Шрифт:
Интервал:
Закладка:
Швейцарский психолог-эволюционист Жан Пиаже совершил в 1920-е годы революцию в изучении развития ребенка и овладения им языком. Он применил совершенно новый интерактивный метод — он наблюдал за детьми, тестировал их, а кроме того, часто играл с отдельно взятыми детьми в последовательные возрастные стадии их развития. Его методы заложили фундамент для современных исследований в области когнитивного развития. (Из материалов Wayne Behling, Ypsilanti Press, Michigan.)

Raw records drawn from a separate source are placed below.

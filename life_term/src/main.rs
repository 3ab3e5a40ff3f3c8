//! A minimal terminal front end for the engine.
//!
//! Seeds a glider, runs the simulation at a fixed speed & repaints only the
//! cells named in each step delta. The board size & the step interval are
//! owned here; the engine knows nothing about either the terminal or the
//! timer.

use std::{
    error::Error,
    io::{Write, stdout},
};

use life_lib::{
    Cell, Position,
    communication::{EnginePacket, SimulationSpeed, UiPacket},
};

const WIDTH: i32 = 30;
const HEIGHT: i32 = 15;
/// The generation the run stops at.
const LAST_GENERATION: u64 = 100;
/// Generations a second.
const SPEED: u32 = 10;

/// A glider heading for the bottom-right corner.
const GLIDER: [(i32, i32); 5] = [(1, 0), (2, 1), (0, 2), (1, 2), (2, 2)];

fn main() -> Result<(), Box<dyn Error>> {
    env_logger::init();

    let simulator = life_lib::Simulator::new(WIDTH, HEIGHT)?;
    let ((ui_sender, ui_receiver), (engine_sender, engine_receiver)) = life_lib::create_channels();
    let engine = life_lib::start_engine(simulator, ui_receiver, engine_sender)?;

    // The front ends own mirror of the board, repainted incrementally.
    let mut cells = vec![vec![Cell::Dead; WIDTH as usize]; HEIGHT as usize];
    for position in GLIDER {
        cells[position.1 as usize][position.0 as usize] = Cell::Alive;
        ui_sender.send(UiPacket::Set {
            position: position.into(),
            cell_state: Cell::Alive,
        })?;
    }

    draw_board(&cells)?;

    ui_sender.send(UiPacket::SimulationSpeed {
        speed: SimulationSpeed::new(SPEED),
    })?;
    ui_sender.send(UiPacket::StartUntil {
        generation: LAST_GENERATION,
    })?;

    loop {
        let EnginePacket::StepCompleted { delta } = engine_receiver.recv()? else {
            continue;
        };

        for &position in delta.changed() {
            let cell = &mut cells[position.get_y() as usize][position.get_x() as usize];
            *cell = cell.invert();
            draw_cell(position, *cell);
        }
        draw_status(delta.generation())?;

        if delta.generation() >= LAST_GENERATION {
            break;
        }
    }

    ui_sender.send(UiPacket::Terminate)?;
    if engine.join().is_err() {
        log::error!("The engine thread panicked before terminating cleanly.");
    }

    // Leave the cursor below the board.
    println!("\x1b[{};1H", HEIGHT + 2);
    Ok(())
}

fn glyph(cell: Cell) -> char {
    match cell {
        Cell::Alive => '█',
        Cell::Dead => '·',
    }
}

/// Clears the terminal & paints the full board once.
fn draw_board(cells: &[Vec<Cell>]) -> Result<(), Box<dyn Error>> {
    print!("\x1b[2J\x1b[1;1H");
    for row in cells {
        for &cell in row {
            print!("{}", glyph(cell));
        }
        println!();
    }
    stdout().flush()?;
    Ok(())
}

/// Repaints a single cell in place. Terminal rows & columns are 1-based.
fn draw_cell(position: Position, cell: Cell) {
    print!(
        "\x1b[{};{}H{}",
        position.get_y() + 1,
        position.get_x() + 1,
        glyph(cell)
    );
}

fn draw_status(generation: u64) -> Result<(), Box<dyn Error>> {
    print!("\x1b[{};1Hgeneration {generation}", HEIGHT + 1);
    stdout().flush()?;
    Ok(())
}
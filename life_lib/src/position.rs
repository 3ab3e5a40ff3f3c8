/// The x & y positions of a cell on the board.
///
/// To move "right" on the board, the x must be increased.
/// To move "down" on the board, the y must be increased.
/// The opposites also apply.
///
/// Equality is structural: two positions are the same cell exactly when
/// their x & y values are the same.
#[derive(
    Eq,
    Hash,
    PartialEq,
    Clone,
    Copy,
    Debug,
    derive_more::Display,
    serde::Serialize,
    serde::Deserialize,
)]
#[display("({x}, {y})")]
pub struct Position {
    pub(crate) x: i32,
    pub(crate) y: i32,
}

impl Position {
    /// Creates a new [`Position`] at the given x & y coordinates.
    pub fn new(x: i32, y: i32) -> Self {
        Self { x, y }
    }

    /// Gets the represented x position.
    pub fn get_x(&self) -> i32 {
        self.x
    }

    /// Gets the represented y position.
    pub fn get_y(&self) -> i32 {
        self.y
    }
}

impl<T: Into<Position>> std::ops::Sub<T> for Position {
    type Output = Self;

    fn sub(self, other_position: T) -> Self::Output {
        let other_position: Position = other_position.into();
        Position::new(self.x - other_position.x, self.y - other_position.y)
    }
}

impl<T: Into<Position>> std::ops::Add<T> for Position {
    type Output = Self;

    fn add(self, other_position: T) -> Self::Output {
        let other_position: Position = other_position.into();
        Position::new(self.x + other_position.x, self.y + other_position.y)
    }
}

impl From<(i32, i32)> for Position {
    fn from(value: (i32, i32)) -> Self {
        Position {
            x: value.0,
            y: value.1,
        }
    }
}
//! Audio Codec Adapters

mod wav_codec;

pub use wav_codec::WavCodec;
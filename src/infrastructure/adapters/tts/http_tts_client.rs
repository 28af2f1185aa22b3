//! HTTP TTS Client - 调用本地 TTS HTTP 服务
//!
//! 实现 TtsEnginePort trait，通过 HTTP 调用外部 TTS 服务
//!
//! 外部 TTS API:
//! POST http://127.0.0.1:8000/v1/audio/speech
//! Request: {"input": "...", "voice": 5, "speed": 0.85, "verbalize": 0}  (JSON)
//! Response: audio/wav binary

use async_trait::async_trait;
use reqwest::Client;
use serde::Serialize;
use std::time::Duration;

use crate::application::ports::{SpeechRequest, TtsEnginePort, TtsError};

/// TTS 合成请求体 (JSON)
#[derive(Debug, Serialize)]
struct TtsHttpRequest<'a> {
    /// 要合成的文本
    input: &'a str,
    /// 音色编号
    voice: u32,
    /// 语速倍率
    speed: f32,
    /// 数字展开开关（服务端只接受 0/1）
    verbalize: u8,
}

/// HTTP TTS 客户端配置
#[derive(Debug, Clone)]
pub struct HttpTtsClientConfig {
    /// TTS 服务基础 URL
    pub base_url: String,
    /// 合成接口路径
    pub speech_path: String,
    /// 单次请求超时时间（秒）
    pub timeout_secs: u64,
}

impl Default for HttpTtsClientConfig {
    fn default() -> Self {
        Self {
            base_url: "http://127.0.0.1:8000".to_string(),
            speech_path: "/v1/audio/speech".to_string(),
            timeout_secs: 900,
        }
    }
}

impl HttpTtsClientConfig {
    pub fn new(base_url: impl Into<String>) -> Self {
        Self {
            base_url: base_url.into(),
            ..Default::default()
        }
    }

    pub fn with_timeout(mut self, secs: u64) -> Self {
        self.timeout_secs = secs;
        self
    }
}

/// HTTP TTS 客户端
///
/// 每次调用只发送一次请求，重试由合成处理器负责
pub struct HttpTtsClient {
    client: Client,
    config: HttpTtsClientConfig,
}

impl HttpTtsClient {
    /// 创建新的 HTTP TTS 客户端
    pub fn new(config: HttpTtsClientConfig) -> Result<Self, TtsError> {
        let client = Client::builder()
            .timeout(Duration::from_secs(config.timeout_secs))
            .build()
            .map_err(|e| TtsError::NetworkError(e.to_string()))?;

        Ok(Self { client, config })
    }

    /// 获取合成 URL
    fn speech_url(&self) -> String {
        format!(
            "{}{}",
            self.config.base_url.trim_end_matches('/'),
            self.config.speech_path
        )
    }
}

#[async_trait]
impl TtsEnginePort for HttpTtsClient {
    async fn synthesize(&self, request: &SpeechRequest) -> Result<Vec<u8>, TtsError> {
        let http_request = TtsHttpRequest {
            input: &request.input,
            voice: request.voice,
            speed: request.speed,
            verbalize: u8::from(request.verbalize),
        };

        tracing::debug!(
            url = %self.speech_url(),
            text_len = request.input.chars().count(),
            voice = request.voice,
            "Sending TTS speech request"
        );

        let response = self
            .client
            .post(self.speech_url())
            .json(&http_request)
            .send()
            .await
            .map_err(map_send_error)?;

        let status = response.status();
        if !status.is_success() {
            let error_text = response.text().await.unwrap_or_default();
            return Err(TtsError::ServiceError(format!(
                "HTTP {}: {}",
                status, error_text
            )));
        }

        // 直接获取音频字节；读取 body 同样受超时约束
        let audio_data = response
            .bytes()
            .await
            .map_err(|e| {
                if e.is_timeout() {
                    TtsError::Timeout
                } else {
                    TtsError::InvalidResponse(format!("Failed to read audio: {}", e))
                }
            })?
            .to_vec();

        if audio_data.is_empty() {
            return Err(TtsError::InvalidResponse("Empty audio payload".to_string()));
        }

        tracing::debug!(audio_size = audio_data.len(), "TTS synthesis completed");

        Ok(audio_data)
    }
}

fn map_send_error(e: reqwest::Error) -> TtsError {
    if e.is_timeout() {
        TtsError::Timeout
    } else if e.is_connect() {
        TtsError::NetworkError(format!("Cannot connect to TTS service: {}", e))
    } else {
        TtsError::NetworkError(e.to_string())
    }
}

#[cfg(test)]
mod tests {
    use super::*;
    use axum::extract::State;
    use axum::http::StatusCode;
    use axum::routing::post;
    use axum::{Json, Router};
    use std::sync::{Arc, Mutex};

    #[derive(Clone, Default)]
    struct Stub {
        bodies: Arc<Mutex<Vec<serde_json::Value>>>,
        status: Arc<Mutex<u16>>,
        delay: Arc<Mutex<Duration>>,
    }

    async fn speech(
        State(stub): State<Stub>,
        Json(body): Json<serde_json::Value>,
    ) -> (StatusCode, Vec<u8>) {
        stub.bodies.lock().unwrap().push(body);
        let delay = *stub.delay.lock().unwrap();
        if !delay.is_zero() {
            tokio::time::sleep(delay).await;
        }
        let status = StatusCode::from_u16(*stub.status.lock().unwrap()).unwrap();
        (status, b"RIFF-audio".to_vec())
    }

    async fn spawn_stub(status: u16, delay: Duration) -> (String, Stub) {
        let stub = Stub::default();
        *stub.status.lock().unwrap() = status;
        *stub.delay.lock().unwrap() = delay;

        let app = Router::new()
            .route("/v1/audio/speech", post(speech))
            .with_state(stub.clone());
        let listener = tokio::net::TcpListener::bind("127.0.0.1:0").await.unwrap();
        let addr = listener.local_addr().unwrap();
        tokio::spawn(async move {
            axum::serve(listener, app).await.unwrap();
        });

        (format!("http://{}", addr), stub)
    }

    fn request() -> SpeechRequest {
        SpeechRequest {
            input: "Ма́ло хто поміча́є".to_string(),
            voice: 5,
            speed: 0.85,
            verbalize: false,
        }
    }

    #[test]
    fn test_config_default() {
        let config = HttpTtsClientConfig::default();
        assert_eq!(config.base_url, "http://127.0.0.1:8000");
        assert_eq!(config.speech_path, "/v1/audio/speech");
        assert_eq!(config.timeout_secs, 900);
    }

    #[test]
    fn test_config_builder() {
        let config = HttpTtsClientConfig::new("http://example.com:9000/").with_timeout(60);
        let client = HttpTtsClient::new(config).unwrap();
        assert_eq!(client.speech_url(), "http://example.com:9000/v1/audio/speech");
        assert_eq!(client.config.timeout_secs, 60);
    }

    #[tokio::test]
    async fn test_success_returns_payload_and_sends_json() {
        let (base_url, stub) = spawn_stub(200, Duration::ZERO).await;
        let client = HttpTtsClient::new(HttpTtsClientConfig::new(base_url)).unwrap();

        let audio = client.synthesize(&request()).await.unwrap();
        assert_eq!(audio, b"RIFF-audio");

        let bodies = stub.bodies.lock().unwrap().clone();
        assert_eq!(bodies.len(), 1);
        assert_eq!(bodies[0]["input"], "Ма́ло хто поміча́є");
        assert_eq!(bodies[0]["voice"], 5);
        assert_eq!(bodies[0]["verbalize"], 0);
        assert!((bodies[0]["speed"].as_f64().unwrap() - 0.85).abs() < 1e-6);
    }

    #[tokio::test]
    async fn test_non_success_status_is_service_error() {
        let (base_url, _stub) = spawn_stub(500, Duration::ZERO).await;
        let client = HttpTtsClient::new(HttpTtsClientConfig::new(base_url)).unwrap();

        let err = client.synthesize(&request()).await.unwrap_err();
        assert!(matches!(err, TtsError::ServiceError(ref m) if m.contains("500")));
    }

    #[tokio::test]
    async fn test_slow_service_times_out() {
        let (base_url, _stub) = spawn_stub(200, Duration::from_secs(5)).await;
        let client =
            HttpTtsClient::new(HttpTtsClientConfig::new(base_url).with_timeout(1)).unwrap();

        let err = client.synthesize(&request()).await.unwrap_err();
        assert!(matches!(err, TtsError::Timeout));
    }

    #[tokio::test]
    async fn test_unreachable_service_is_network_error() {
        // 绑定后立即释放端口，确保无人监听
        let listener = tokio::net::TcpListener::bind("127.0.0.1:0").await.unwrap();
        let addr = listener.local_addr().unwrap();
        drop(listener);

        let client =
            HttpTtsClient::new(HttpTtsClientConfig::new(format!("http://{}", addr))).unwrap();
        let err = client.synthesize(&request()).await.unwrap_err();
        assert!(matches!(err, TtsError::NetworkError(_)));
    }
}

Однако по мере увеличения числа психологов и лингвистов, изучающих детей именно таким образом, стало появляться все больше свидетельств, противоречащих многим теоретическим выводам Пиаже. В частности, это относится к строгой связи развития ребенка с его возрастом. Отсюда, по всей видимости, следовало, что решение некоторых задач, требующих логического мышления, выходящего за рамки развития семилетних детей, почти не составляло труда для 13-летних. Как отметил Мортон Хант в своей ставшей очень популярной книге 1982 г. «Внутренняя Вселенная» [1], исследователи, повторявшие эксперименты Пиаже, не всегда получали те же результаты. «Это может означать, что открытия Пиаже не имеют универсального характера. Возможно, дети, с которыми он работал, относились к особой, привилегированной категории; возможно, то, как Пиаже и его сотрудники ставили детям свои вопросы, заставляло их рассуждать не свойственным детям образом. А возможно, Пиаже, склонный уделять очень большое внимание логике, несколько переоценивал ответы детей». По мнению многих психологов, люди в повседневной жизни редко пользуются формальной логикой, а прибегают к ней по мере необходимости. Как предполагал Хант, особое пристрастие Пиаже к логическим задачам легко могло приводить к ложным выводам: подобно тому, как, увидев пловца, вы не подумаете, что плавание — обычный способ существования человека. Есть еще проблема качественных различий. Если парнишка плещется в бассейне, это не значит, что он обязательно намерен завоевать золотую олимпийскую медаль в соревнованиях по плаванию на дистанции 400 м вольным стилем.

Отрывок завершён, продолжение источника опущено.